• [EXERCISE DESCRIPTION]: Word for word, restate the lines of the data from the first through the one containing "let is_owner = move", and nothing else.

++++++

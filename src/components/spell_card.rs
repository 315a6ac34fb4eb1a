//! Spell Card Component
//!
//! One spell in the grid: name, element, votes and a description preview.

use leptos::prelude::*;
use leptos::task::spawn_local;

use crate::api;
use crate::components::element_selector::{element_class, element_label};
use crate::models::{Spell, VoteType};
use crate::notify::{use_toaster, Notice};
use crate::session::use_session;
use crate::store::{store_settle_vote, use_spell_store};

/// Vote count colour by sign
fn vote_count_class(vote_count: i64) -> &'static str {
    match vote_count {
        n if n > 0 => "vote-count positive",
        n if n < 0 => "vote-count negative",
        _ => "vote-count",
    }
}

/// Owners can't vote on their own spells; one vote request at a time
pub(crate) fn vote_disabled(authenticated: bool, is_owner: bool, in_flight: bool) -> bool {
    !authenticated || is_owner || in_flight
}

#[component]
pub fn SpellCard(
    spell: Spell,
    #[prop(into)] on_open: Callback<u32>,
) -> impl IntoView {
    let session = use_session();
    let toaster = use_toaster();
    let store = use_spell_store();

    let (is_voting, set_is_voting) = signal(false);

    let id = spell.id;
    let owner_id = spell.user_id;
    let user_vote = spell.user_vote;

    let is_owner = move || session.viewer_id() == Some(owner_id);
    let is_disabled = move || vote_disabled(session.is_authenticated(), is_owner(), is_voting.get());

    let cast_vote = move |vote_type: VoteType| {
        if is_disabled() {
            return;
        }
        set_is_voting.set(true);
        let client = session.client();
        log::debug!("[SPELLS] Casting {} on spell {}", vote_type.as_str(), id);

        spawn_local(async move {
            let outcome = api::vote_spell(&client, id, vote_type).await;
            set_is_voting.set(false);
            store_settle_vote(&store, &outcome);
            match &outcome {
                Ok(_) => toaster.notify(Notice::vote_recorded()),
                Err(err) => toaster.notify(Notice::vote_failed(err)),
            }
        });
    };

    let vote_btn_class = move |direction: VoteType| {
        let mut class = String::from(match direction {
            VoteType::Upvote => "vote-btn up",
            VoteType::Downvote => "vote-btn down",
        });
        if user_vote == Some(direction) {
            class.push_str(" active");
        }
        if is_owner() {
            class.push_str(" owner");
        }
        class
    };

    view! {
        <article class="spell-card" on:click=move |_| on_open.run(id)>
            <header class="spell-card-header">
                <div class="spell-card-title">
                    <h3>{spell.name.clone()}</h3>
                    <span class=element_class(&spell.element)>{element_label(&spell.element)}</span>
                </div>

                <div class="vote-section">
                    <button
                        class=move || vote_btn_class(VoteType::Upvote)
                        title="Upvote"
                        disabled=is_disabled
                        on:click=move |ev| {
                            ev.stop_propagation();
                            cast_vote(VoteType::Upvote);
                        }
                    >
                        "▲"
                    </button>
                    <span class=vote_count_class(spell.vote_count)>{spell.vote_count}</span>
                    <button
                        class=move || vote_btn_class(VoteType::Downvote)
                        title="Downvote"
                        disabled=is_disabled
                        on:click=move |ev| {
                            ev.stop_propagation();
                            cast_vote(VoteType::Downvote);
                        }
                    >
                        "▼"
                    </button>
                </div>
            </header>

            <p class="spell-card-description">{spell.description.clone()}</p>

            <footer class="spell-card-footer">
                <span>{format!("Mana {}", spell.mana_cost)}</span>
                <span>{format!("Damage {}", spell.damage_or_zero())}</span>
                <span>{format!("Spell #{}", id)}</span>
            </footer>
        </article>
    }
}

#[cfg(test)]
mod tests {
    use super::*;
    use rstest::rstest;

    #[rstest]
    #[case::anonymous(false, false, false, true)]
    #[case::owner(true, true, false, true)]
    #[case::in_flight(true, false, true, true)]
    #[case::other_viewer(true, false, false, false)]
    fn test_vote_disabled(
        #[case] authenticated: bool,
        #[case] is_owner: bool,
        #[case] in_flight: bool,
        #[case] expected: bool,
    ) {
        assert_eq!(vote_disabled(authenticated, is_owner, in_flight), expected);
    }

    #[test]
    fn test_vote_count_class() {
        assert_eq!(vote_count_class(5), "vote-count positive");
        assert_eq!(vote_count_class(-2), "vote-count negative");
        assert_eq!(vote_count_class(0), "vote-count");
    }
}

++++++

• [ANSWER BOX]:
filename src/components/spell_card.rs
repository 315a6ac34fb4eb1a
//! Spell Card Component
//!
//! One spell in the grid: name, element, votes and a description preview.

use leptos::prelude::*;
use leptos::task::spawn_local;

use crate::api;
use crate::components::element_selector::{element_class, element_label};
use crate::models::{Spell, VoteType};
use crate::notify::{use_toaster, Notice};
use crate::session::use_session;
use crate::store::{store_settle_vote, use_spell_store};

/// Vote count colour by sign
fn vote_count_class(vote_count: i64) -> &'static str {
    match vote_count {
        n if n > 0 => "vote-count positive",
        n if n < 0 => "vote-count negative",
        _ => "vote-count",
    }
}

/// Owners can't vote on their own spells; one vote request at a time
pub(crate) fn vote_disabled(authenticated: bool, is_owner: bool, in_flight: bool) -> bool {
    !authenticated || is_owner || in_flight
}

#[component]
pub fn SpellCard(
    spell: Spell,
    #[prop(into)] on_open: Callback<u32>,
) -> impl IntoView {
    let session = use_session();
    let toaster = use_toaster();
    let store = use_spell_store();

    let (is_voting, set_is_voting) = signal(false);

    let id = spell.id;
    let owner_id = spell.user_id;
    let user_vote = spell.user_vote;

    let is_owner = move || session.viewer_id() == Some(owner_id);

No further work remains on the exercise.